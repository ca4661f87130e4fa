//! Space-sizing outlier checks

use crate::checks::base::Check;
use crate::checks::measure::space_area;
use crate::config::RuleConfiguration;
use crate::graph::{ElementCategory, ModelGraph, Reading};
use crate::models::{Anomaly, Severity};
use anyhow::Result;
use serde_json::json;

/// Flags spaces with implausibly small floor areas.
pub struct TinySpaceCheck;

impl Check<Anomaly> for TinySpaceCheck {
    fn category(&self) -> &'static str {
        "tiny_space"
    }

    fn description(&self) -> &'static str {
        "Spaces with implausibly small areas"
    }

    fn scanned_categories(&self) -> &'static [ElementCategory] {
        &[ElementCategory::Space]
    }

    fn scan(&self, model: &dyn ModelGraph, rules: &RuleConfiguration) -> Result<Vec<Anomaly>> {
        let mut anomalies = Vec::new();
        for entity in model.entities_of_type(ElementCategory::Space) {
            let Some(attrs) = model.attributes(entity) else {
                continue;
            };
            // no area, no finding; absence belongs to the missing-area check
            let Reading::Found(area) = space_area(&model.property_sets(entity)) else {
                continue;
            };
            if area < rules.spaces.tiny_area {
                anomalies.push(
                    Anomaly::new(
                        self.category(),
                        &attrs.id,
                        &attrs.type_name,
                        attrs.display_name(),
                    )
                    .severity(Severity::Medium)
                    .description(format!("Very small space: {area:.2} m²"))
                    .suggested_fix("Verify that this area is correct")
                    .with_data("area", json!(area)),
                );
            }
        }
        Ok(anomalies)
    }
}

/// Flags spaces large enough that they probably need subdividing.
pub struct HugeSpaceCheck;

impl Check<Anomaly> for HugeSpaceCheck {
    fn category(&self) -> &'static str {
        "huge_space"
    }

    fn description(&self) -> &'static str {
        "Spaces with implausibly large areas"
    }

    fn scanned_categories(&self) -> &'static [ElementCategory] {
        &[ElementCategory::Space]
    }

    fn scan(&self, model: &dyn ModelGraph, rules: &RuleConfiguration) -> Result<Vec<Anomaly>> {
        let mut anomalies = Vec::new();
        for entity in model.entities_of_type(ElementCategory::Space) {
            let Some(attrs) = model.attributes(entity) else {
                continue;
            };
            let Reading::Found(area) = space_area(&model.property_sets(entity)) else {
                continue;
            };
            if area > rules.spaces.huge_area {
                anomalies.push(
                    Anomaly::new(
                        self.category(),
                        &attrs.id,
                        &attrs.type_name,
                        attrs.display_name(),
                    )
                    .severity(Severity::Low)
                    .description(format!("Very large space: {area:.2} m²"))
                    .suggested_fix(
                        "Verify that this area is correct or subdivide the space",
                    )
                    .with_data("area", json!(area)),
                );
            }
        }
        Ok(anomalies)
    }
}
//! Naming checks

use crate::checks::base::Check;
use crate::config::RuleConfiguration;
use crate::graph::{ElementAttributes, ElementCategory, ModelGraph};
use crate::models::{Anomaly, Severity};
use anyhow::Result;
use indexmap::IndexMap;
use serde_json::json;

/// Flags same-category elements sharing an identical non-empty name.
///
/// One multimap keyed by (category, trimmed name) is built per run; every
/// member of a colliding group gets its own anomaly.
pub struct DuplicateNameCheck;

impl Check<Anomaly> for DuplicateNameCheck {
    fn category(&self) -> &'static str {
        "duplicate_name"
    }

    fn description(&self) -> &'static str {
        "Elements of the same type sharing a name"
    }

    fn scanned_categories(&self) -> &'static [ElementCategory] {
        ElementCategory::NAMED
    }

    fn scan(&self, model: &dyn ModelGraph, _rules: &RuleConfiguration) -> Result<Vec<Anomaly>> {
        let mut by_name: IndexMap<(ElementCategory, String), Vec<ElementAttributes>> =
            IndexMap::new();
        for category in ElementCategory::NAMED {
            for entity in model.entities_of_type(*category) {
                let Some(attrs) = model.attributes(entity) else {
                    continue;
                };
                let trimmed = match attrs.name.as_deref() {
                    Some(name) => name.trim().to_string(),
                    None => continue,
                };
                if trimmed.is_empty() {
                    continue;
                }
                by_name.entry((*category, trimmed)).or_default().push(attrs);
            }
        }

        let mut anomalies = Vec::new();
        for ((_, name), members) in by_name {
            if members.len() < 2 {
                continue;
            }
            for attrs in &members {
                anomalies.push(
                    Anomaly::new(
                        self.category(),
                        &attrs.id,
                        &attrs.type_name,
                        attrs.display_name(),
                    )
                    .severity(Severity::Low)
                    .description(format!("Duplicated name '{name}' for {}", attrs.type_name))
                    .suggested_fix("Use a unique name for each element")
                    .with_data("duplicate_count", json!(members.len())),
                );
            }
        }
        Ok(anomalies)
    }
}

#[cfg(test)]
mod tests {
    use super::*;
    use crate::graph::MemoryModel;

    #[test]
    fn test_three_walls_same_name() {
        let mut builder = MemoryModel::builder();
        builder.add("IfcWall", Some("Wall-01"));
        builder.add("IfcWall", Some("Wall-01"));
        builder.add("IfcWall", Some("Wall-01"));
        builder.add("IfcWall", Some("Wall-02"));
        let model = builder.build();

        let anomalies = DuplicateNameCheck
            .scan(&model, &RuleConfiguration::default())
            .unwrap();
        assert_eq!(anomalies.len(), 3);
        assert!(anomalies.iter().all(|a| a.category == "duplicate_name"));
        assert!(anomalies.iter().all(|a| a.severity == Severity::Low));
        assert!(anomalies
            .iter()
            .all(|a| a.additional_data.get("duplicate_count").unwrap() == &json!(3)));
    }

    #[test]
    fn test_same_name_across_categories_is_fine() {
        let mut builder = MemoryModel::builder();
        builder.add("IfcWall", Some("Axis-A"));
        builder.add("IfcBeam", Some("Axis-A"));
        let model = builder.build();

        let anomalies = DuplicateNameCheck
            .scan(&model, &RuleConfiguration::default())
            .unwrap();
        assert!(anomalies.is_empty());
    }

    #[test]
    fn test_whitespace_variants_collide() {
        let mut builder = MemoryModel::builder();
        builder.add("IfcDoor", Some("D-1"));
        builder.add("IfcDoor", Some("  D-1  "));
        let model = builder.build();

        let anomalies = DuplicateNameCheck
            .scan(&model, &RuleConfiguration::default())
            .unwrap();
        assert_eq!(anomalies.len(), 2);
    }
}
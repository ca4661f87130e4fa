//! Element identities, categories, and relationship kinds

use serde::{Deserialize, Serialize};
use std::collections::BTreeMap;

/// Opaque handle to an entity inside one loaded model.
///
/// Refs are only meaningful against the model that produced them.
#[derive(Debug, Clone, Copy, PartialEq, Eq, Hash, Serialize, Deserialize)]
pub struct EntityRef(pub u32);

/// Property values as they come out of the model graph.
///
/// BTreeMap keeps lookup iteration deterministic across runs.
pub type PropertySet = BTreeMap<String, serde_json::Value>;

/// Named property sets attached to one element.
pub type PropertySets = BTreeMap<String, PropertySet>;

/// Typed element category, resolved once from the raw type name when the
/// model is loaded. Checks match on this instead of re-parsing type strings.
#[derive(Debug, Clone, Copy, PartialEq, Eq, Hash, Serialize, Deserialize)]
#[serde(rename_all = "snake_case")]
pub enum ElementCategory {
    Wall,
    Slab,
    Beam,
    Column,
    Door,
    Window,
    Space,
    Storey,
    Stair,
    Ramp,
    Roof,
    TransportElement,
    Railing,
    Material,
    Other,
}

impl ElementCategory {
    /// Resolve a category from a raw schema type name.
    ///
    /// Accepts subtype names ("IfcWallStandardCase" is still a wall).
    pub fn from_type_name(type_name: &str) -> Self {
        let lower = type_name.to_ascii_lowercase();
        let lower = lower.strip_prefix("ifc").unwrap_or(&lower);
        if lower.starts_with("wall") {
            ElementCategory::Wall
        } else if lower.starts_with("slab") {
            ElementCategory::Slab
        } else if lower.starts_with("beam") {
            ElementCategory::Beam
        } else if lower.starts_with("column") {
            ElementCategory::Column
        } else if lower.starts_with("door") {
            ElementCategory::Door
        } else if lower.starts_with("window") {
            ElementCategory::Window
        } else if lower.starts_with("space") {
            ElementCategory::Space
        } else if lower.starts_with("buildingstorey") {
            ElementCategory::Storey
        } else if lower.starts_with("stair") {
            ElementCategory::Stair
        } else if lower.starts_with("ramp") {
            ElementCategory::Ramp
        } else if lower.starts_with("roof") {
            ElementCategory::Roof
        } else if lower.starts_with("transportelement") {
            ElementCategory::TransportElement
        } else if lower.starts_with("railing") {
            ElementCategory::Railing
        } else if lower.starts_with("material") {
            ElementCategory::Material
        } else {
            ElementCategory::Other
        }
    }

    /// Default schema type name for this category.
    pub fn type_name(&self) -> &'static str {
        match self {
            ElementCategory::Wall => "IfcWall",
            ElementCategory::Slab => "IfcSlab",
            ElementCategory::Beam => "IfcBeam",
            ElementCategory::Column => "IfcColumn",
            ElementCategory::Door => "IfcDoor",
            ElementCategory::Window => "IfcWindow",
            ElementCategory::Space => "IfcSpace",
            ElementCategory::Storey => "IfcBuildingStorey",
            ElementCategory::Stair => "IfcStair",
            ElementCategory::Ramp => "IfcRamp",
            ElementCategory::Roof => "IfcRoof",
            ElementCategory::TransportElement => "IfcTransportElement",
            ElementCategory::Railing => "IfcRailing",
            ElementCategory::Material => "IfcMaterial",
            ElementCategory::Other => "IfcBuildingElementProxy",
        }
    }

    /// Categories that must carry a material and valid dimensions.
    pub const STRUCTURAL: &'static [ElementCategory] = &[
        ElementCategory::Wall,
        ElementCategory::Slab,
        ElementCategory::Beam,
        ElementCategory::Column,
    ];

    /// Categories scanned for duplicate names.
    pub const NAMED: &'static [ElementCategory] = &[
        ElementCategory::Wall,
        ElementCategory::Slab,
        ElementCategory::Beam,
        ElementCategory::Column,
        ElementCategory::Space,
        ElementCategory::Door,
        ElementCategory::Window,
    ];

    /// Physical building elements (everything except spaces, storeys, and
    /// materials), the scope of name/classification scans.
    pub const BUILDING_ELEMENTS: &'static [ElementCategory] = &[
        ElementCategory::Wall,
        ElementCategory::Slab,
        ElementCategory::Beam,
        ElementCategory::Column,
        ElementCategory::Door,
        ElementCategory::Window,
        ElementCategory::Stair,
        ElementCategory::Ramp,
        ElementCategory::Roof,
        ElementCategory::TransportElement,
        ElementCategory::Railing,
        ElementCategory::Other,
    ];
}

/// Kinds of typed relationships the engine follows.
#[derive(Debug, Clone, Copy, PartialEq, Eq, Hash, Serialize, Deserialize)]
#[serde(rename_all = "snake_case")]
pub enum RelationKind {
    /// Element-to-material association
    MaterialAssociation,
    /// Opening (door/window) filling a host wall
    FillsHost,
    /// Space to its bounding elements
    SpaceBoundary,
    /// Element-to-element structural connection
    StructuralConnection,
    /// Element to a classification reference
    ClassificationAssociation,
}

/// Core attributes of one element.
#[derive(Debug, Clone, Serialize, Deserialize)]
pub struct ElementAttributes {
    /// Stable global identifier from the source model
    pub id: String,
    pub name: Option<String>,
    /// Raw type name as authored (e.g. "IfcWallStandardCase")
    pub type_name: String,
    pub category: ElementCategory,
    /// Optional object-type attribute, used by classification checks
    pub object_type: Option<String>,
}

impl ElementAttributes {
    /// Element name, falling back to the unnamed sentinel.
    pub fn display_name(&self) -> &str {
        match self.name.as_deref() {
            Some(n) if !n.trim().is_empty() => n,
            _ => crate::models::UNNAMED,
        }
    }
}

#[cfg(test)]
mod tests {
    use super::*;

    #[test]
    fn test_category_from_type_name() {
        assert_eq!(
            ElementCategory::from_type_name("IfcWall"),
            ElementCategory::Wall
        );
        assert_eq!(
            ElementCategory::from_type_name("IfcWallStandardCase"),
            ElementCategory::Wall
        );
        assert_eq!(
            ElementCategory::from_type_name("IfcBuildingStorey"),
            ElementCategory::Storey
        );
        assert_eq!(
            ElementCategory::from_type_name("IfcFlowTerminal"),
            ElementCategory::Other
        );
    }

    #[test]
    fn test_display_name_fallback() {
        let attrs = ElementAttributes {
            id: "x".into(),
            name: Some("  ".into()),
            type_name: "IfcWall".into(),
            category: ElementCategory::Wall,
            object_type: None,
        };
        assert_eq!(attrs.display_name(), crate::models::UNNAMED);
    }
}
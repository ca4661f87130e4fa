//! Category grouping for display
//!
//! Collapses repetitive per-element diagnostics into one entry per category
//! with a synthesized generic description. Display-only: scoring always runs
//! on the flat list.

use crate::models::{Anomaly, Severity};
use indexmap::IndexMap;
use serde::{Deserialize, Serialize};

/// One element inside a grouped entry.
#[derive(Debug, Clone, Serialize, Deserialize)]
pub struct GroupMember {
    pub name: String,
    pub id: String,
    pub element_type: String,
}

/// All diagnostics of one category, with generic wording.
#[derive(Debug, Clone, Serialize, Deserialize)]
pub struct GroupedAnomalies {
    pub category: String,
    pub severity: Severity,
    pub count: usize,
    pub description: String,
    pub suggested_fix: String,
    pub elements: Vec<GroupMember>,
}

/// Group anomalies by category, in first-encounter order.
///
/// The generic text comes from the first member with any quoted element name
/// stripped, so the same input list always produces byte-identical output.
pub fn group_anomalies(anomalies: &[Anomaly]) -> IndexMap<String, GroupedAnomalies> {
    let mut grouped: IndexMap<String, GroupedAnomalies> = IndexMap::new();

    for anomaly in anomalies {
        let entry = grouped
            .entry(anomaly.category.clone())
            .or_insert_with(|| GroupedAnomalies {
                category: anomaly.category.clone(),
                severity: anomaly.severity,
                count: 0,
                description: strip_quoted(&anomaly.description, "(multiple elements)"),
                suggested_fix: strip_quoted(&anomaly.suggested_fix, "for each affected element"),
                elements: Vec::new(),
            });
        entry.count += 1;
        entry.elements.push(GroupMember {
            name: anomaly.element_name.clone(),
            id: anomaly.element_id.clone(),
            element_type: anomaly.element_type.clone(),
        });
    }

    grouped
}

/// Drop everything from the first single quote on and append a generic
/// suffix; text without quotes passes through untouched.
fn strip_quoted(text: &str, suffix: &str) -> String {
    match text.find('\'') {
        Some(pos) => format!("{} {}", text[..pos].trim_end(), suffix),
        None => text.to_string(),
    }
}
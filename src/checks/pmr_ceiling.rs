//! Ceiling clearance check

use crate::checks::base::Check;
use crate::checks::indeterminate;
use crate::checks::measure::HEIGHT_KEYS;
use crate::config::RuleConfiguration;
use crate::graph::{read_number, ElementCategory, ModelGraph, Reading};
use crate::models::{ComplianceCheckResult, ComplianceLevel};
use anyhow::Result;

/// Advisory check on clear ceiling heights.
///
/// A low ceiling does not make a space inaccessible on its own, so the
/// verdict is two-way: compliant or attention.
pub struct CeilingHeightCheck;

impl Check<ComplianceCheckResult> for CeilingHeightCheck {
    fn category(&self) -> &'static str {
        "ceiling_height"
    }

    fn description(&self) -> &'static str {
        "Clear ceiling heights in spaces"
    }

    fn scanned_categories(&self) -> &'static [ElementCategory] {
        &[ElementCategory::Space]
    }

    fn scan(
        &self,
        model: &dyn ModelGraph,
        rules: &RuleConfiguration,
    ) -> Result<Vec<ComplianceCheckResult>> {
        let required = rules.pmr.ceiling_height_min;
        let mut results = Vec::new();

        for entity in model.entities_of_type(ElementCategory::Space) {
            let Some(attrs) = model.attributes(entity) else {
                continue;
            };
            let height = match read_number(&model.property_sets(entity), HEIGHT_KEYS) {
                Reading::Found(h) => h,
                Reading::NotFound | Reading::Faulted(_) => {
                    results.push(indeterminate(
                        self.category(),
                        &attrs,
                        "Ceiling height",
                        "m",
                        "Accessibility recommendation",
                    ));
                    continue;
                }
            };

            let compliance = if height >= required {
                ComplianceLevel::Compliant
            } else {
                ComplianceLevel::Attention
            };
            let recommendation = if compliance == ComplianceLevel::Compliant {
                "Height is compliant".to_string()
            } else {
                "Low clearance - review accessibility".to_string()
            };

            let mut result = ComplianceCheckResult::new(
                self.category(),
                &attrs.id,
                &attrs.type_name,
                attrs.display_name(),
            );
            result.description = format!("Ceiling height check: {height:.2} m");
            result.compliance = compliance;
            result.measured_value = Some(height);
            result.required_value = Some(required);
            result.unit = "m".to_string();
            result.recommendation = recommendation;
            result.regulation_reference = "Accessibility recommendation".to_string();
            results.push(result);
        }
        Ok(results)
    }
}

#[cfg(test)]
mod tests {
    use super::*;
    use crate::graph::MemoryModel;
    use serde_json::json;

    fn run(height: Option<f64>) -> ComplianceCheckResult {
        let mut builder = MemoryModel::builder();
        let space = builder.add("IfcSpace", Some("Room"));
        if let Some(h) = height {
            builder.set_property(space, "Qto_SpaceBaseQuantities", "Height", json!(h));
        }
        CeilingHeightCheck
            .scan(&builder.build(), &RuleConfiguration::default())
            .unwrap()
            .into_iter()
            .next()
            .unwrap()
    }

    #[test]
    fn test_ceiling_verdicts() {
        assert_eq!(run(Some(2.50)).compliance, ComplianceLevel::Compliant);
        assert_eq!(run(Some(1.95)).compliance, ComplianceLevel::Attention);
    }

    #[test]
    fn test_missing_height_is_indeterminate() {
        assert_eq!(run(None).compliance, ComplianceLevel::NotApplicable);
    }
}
++++++
◆ **Aim of the exercise**
Count up the lines of the listing where "large" occurs, and answer with that number only.

◆ **Task result**
3